Seis artigos publicados em 10 de abril na revista científica Astrophysical Journal Letters, com mais de 200 autores de 60 instituições científicas, deram a conhecer a primeira “imagem” obtida até agora de um buraco negro central supermassivo com 6,5 milhões de massas solares, situado no coração da galáxia elíptica M 87, localizada no aglomerado de galáxias de Virgo (Virgem), a 54 mega-anos-luz de distância.
Vale ressaltar que não se trata de uma imagem óptica, e sim uma imagem em cores falsas, construída a partir de medidas de alta resolução do fluxo de emissão de ondas de rádio. Ela foi sintetizada a partir de observações simultâneas realizadas por oito radiotelescópios localizados na Antártida, no Chile, na Espanha, México e Estados Unidos, que simulavam uma única antena com diâmetro igual ao terrestre.
Pode-se ver nitidamente o disco de acréscimo de gás, com formato de toróide (rosquinha) e, no centro, o buraco negro propriamente dito (totalmente escuro). Por sorte, a orientação do disco de acresção é quase perpendicular a nossa linha de visada, o que os astrônomos costumam referir como face on. Se estivesse de lado (edge on), o buraco negro ficaria ocultado pelo disco.
De acordo com os modelos vigentes, o gás atraído pela gravidade intensa de um buraco negro orbita ao seu redor, uma vez que possui momento angular, e vai espiralando, até ultrapassar o horizonte dos eventos, região que corresponde à superfície do buraco negro. O processo é parecido com o caso da água girando ao redor de um ralo de pia, com a diferença que envolve plasma de altíssima temperatura (mais de 106 K), que emite predominantemente raios X. Estes, no entanto, não podem ser captados a partir da superfície terrestre, porque são filtrados pela atmosfera, ao contrário de outras janelas do espectro eletromagnético, como as ondas de rádio.

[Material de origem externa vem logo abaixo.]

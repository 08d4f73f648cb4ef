mod cli;

use anyhow::{Context, Result};
use clap::Parser;
use tracing::{error, info};
use tracing_subscriber::{layer::SubscriberExt, util::SubscriberInitExt};

use audio_mirror_core::{
    load_config, validate_config, Converter, FfmpegConverter, LocalFs, TreeConverter,
};

use cli::Cli;

#[tokio::main]
async fn main() {
    let cli = Cli::parse();

    // Initialize logging
    tracing_subscriber::registry()
        .with(
            tracing_subscriber::EnvFilter::try_from_default_env()
                .unwrap_or_else(|_| cli.default_log_filter().into()),
        )
        .with(tracing_subscriber::fmt::layer())
        .init();

    if let Err(e) = run(cli).await {
        error!("Fatal error: {:#}", e);
        std::process::exit(1);
    }
}

async fn run(cli: Cli) -> Result<()> {
    let cwd = std::env::current_dir().context("Failed to read working directory")?;
    let config_path = cli.config_path(&cwd);

    match &config_path {
        Some(path) => info!("Loading configuration from {:?}", path),
        None => info!("No configuration file, using defaults and environment"),
    }
    let mut config = load_config(config_path.as_deref())
        .with_context(|| format!("Failed to load config from {:?}", config_path))?;
    cli.apply_overrides(&mut config);

    validate_config(&config).context("Configuration validation failed")?;

    info!("Input directory: {:?}", config.input_dir);
    info!("Output directory: {:?}", config.output_dir);
    info!("Audio format: {}", config.format);

    let converter = FfmpegConverter::new(config.converter.clone());
    converter
        .validate()
        .await
        .context("FFmpeg is not available")?;
    info!("Using ffmpeg at {:?}", config.converter.ffmpeg_path);

    let tree = TreeConverter::new(converter, LocalFs, config.format);
    let summary = tree
        .run(&config.input_dir, &config.output_dir)
        .await
        .context("Tree conversion aborted")?;

    info!(
        "Done: {} files visited, {} converted",
        summary.files(),
        summary.converted
    );

    Ok(())
}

Além de confirmar as teorias atuais sobre a natureza dos núcleos galácticos ativos, a descoberta recente é mais uma prova de que a luz pode ser desviada, e inclusive capturada por um campo gravitacional intenso, resultado que tinha sido previsto na teoria da relatividade de Albert Einstein.
EVIDÊNCIA ANTERIOR
Talvez os leitores não lembrem mas, já em 1992, o Telescópio Espacial Hubble havia imageado a região central de outra galáxia, a NGC 4261, que também é membro do aglomerado de Virgo. O que o Hubble enxergou, naquela ocasião, foi um toróide espesso de poeira fria, envolvendo o disco de acresção quente e brilhante, situado no seu centro. A resolução era menor, e não havia como distinguir o buraco negro propriamente dito, aninhado dentro do disco de acresção. Além do mais, a inclinação com relação à linha de visada não era tão favorável como no caso de M 87, sugerindo um ângulo de 45 graus. Mesmo assim, aquelas observações já sugeriam fortemente a presença de um buraco negro, validando indiretamente o chamado modelo do “monstro”.
PÁ DE CAL
No final dos anos 1980, outro modelo competia com o do monstro, na hora de explicar os núcleos galácticos ativos: o modelo dos warmers. Warmers seriam estrelas hipermassivas muito quentes e luminosas, que formariam aglomerados compactos nos centros das galáxias (difícil imaginar como um aglomerado desses não entraria em colapso, gerando um buraco negro…). Lembro-me que, um dia, perguntei a um colega, que desenvolvia um estudo teórico destes objetos, se realmente acreditava na sua realidade. Ele respondeu que precisava acreditar, pois aquilo sustentava sua família… A imagem divulgada agora, uma das mais notáveis descobertas da astrofísica contemporânea, jogou uma pá de cal em cima dos warmers.